** Exercise brief **
Every line below that holds the string "list" must be copied.

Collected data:
[Start of Attachment]

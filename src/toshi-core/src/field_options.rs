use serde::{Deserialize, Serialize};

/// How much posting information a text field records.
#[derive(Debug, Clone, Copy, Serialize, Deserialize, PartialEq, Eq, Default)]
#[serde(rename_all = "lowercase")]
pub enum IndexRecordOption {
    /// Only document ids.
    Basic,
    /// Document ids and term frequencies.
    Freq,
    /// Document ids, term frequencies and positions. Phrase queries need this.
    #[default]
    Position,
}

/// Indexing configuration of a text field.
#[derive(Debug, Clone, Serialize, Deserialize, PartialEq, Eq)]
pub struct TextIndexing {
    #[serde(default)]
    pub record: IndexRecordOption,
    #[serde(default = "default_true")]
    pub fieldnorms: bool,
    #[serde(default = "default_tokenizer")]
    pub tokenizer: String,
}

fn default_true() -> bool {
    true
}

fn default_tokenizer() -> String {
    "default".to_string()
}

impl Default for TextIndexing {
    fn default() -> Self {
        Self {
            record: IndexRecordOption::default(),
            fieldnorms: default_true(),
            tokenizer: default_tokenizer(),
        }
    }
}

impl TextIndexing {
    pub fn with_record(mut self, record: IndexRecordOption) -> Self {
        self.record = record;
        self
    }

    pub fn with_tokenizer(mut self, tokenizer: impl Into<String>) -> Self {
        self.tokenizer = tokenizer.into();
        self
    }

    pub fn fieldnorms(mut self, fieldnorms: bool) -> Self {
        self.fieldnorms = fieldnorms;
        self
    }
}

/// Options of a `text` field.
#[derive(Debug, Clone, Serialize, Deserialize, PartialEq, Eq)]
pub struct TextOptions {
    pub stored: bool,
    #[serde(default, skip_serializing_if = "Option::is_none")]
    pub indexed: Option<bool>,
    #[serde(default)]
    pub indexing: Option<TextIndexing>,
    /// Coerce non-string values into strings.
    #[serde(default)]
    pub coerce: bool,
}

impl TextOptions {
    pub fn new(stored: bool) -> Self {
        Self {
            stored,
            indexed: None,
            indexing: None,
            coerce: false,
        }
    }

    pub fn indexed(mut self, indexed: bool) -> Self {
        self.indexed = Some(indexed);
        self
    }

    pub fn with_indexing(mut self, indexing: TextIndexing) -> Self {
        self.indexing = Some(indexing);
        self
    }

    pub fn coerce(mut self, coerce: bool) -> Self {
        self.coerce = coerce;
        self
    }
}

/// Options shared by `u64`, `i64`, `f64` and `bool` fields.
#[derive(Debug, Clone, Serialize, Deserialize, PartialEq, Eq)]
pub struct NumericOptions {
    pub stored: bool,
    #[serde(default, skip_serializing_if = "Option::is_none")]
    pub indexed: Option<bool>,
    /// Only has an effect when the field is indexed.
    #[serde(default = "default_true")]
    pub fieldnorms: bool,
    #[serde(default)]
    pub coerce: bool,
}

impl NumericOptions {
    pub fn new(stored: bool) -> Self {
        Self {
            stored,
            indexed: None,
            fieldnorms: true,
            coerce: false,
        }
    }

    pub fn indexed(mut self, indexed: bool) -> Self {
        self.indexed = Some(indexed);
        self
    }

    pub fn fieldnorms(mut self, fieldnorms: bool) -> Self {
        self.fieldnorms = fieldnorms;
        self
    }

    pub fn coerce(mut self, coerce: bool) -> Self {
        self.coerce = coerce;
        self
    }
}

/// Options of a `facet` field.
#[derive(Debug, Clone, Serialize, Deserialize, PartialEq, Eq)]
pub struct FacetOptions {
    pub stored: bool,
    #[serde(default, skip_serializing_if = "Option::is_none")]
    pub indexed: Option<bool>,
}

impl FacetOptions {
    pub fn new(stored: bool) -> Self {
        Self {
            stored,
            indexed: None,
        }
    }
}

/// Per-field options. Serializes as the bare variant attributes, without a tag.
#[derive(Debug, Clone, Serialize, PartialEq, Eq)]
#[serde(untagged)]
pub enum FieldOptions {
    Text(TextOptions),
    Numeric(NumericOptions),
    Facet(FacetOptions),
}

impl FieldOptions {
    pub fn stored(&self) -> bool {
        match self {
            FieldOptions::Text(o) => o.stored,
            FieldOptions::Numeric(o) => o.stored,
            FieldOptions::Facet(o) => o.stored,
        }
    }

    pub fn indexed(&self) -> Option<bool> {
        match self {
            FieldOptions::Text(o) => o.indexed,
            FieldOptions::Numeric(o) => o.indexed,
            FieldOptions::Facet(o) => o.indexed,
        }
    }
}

[End of Attachment]
[Start of Attachment]

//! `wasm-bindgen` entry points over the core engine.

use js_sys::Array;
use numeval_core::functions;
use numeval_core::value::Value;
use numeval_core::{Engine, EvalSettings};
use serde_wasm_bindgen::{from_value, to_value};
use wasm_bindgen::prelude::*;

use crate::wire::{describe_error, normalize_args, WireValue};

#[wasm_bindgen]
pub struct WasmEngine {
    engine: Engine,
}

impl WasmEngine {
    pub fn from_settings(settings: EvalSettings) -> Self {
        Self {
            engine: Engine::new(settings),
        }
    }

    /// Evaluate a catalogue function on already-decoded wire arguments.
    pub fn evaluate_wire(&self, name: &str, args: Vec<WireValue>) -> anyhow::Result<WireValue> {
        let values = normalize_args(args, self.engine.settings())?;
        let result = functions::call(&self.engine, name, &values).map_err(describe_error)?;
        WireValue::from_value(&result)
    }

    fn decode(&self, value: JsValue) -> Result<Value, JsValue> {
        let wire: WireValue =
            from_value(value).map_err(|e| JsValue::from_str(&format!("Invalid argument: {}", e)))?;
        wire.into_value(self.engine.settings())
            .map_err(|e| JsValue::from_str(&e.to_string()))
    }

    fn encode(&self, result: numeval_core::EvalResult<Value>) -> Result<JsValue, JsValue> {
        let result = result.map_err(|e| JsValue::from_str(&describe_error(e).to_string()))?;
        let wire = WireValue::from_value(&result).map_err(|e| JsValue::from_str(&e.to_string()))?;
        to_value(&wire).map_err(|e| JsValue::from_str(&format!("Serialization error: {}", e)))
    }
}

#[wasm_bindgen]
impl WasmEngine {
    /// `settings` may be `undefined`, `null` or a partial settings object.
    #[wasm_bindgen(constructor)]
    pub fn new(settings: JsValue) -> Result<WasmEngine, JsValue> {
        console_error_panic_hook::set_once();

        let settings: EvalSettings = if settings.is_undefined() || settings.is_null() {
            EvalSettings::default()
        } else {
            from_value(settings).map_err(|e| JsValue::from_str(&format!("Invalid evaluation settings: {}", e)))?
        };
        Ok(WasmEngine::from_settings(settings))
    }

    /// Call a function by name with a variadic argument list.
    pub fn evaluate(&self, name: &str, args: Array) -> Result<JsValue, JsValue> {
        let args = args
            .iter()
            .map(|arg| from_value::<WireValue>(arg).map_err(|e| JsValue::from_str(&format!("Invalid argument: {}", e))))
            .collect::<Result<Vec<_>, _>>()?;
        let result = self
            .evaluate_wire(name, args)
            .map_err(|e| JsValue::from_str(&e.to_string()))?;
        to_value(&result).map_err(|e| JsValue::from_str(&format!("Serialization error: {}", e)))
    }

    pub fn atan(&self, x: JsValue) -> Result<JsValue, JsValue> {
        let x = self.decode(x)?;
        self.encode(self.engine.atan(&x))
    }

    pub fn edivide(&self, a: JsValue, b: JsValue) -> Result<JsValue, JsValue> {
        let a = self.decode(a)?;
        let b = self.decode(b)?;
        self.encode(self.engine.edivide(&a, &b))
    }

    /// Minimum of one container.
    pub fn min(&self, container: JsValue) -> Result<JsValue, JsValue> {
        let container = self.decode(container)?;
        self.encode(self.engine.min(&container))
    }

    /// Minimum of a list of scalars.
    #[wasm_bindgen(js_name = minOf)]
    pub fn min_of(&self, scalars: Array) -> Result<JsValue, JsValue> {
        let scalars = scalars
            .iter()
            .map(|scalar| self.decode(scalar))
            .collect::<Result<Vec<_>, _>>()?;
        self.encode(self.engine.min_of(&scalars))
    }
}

[End of Attachment]
[Start of Attachment]

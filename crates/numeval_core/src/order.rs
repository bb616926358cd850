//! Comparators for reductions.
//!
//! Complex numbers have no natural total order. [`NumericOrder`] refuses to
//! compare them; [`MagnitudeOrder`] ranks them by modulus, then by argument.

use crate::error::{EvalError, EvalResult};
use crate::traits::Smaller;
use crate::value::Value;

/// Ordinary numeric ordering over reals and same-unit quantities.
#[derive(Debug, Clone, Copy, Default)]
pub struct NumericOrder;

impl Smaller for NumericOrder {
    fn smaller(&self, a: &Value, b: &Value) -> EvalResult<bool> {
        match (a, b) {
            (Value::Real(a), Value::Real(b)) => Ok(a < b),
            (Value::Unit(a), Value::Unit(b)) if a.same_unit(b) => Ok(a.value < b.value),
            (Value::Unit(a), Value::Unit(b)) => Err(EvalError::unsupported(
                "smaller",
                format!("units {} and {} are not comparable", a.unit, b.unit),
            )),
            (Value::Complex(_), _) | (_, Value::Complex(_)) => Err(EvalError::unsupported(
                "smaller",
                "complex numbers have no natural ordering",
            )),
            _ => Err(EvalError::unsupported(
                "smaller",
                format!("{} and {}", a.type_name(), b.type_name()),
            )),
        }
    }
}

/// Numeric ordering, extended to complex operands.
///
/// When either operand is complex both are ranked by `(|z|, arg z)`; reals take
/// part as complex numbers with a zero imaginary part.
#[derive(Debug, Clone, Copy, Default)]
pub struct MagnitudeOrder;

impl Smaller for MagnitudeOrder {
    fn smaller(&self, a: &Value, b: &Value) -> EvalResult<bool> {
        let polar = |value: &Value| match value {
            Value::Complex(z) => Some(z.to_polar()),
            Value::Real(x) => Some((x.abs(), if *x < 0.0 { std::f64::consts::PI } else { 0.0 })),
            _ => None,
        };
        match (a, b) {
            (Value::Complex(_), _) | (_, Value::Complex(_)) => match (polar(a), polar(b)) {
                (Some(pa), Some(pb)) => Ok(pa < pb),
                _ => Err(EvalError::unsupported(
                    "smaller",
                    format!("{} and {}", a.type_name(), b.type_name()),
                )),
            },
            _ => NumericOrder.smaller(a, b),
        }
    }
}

[End of Attachment]

** Answer for the task **
    /// Call a function by name with a variadic argument list.
    /// Minimum of a list of scalars.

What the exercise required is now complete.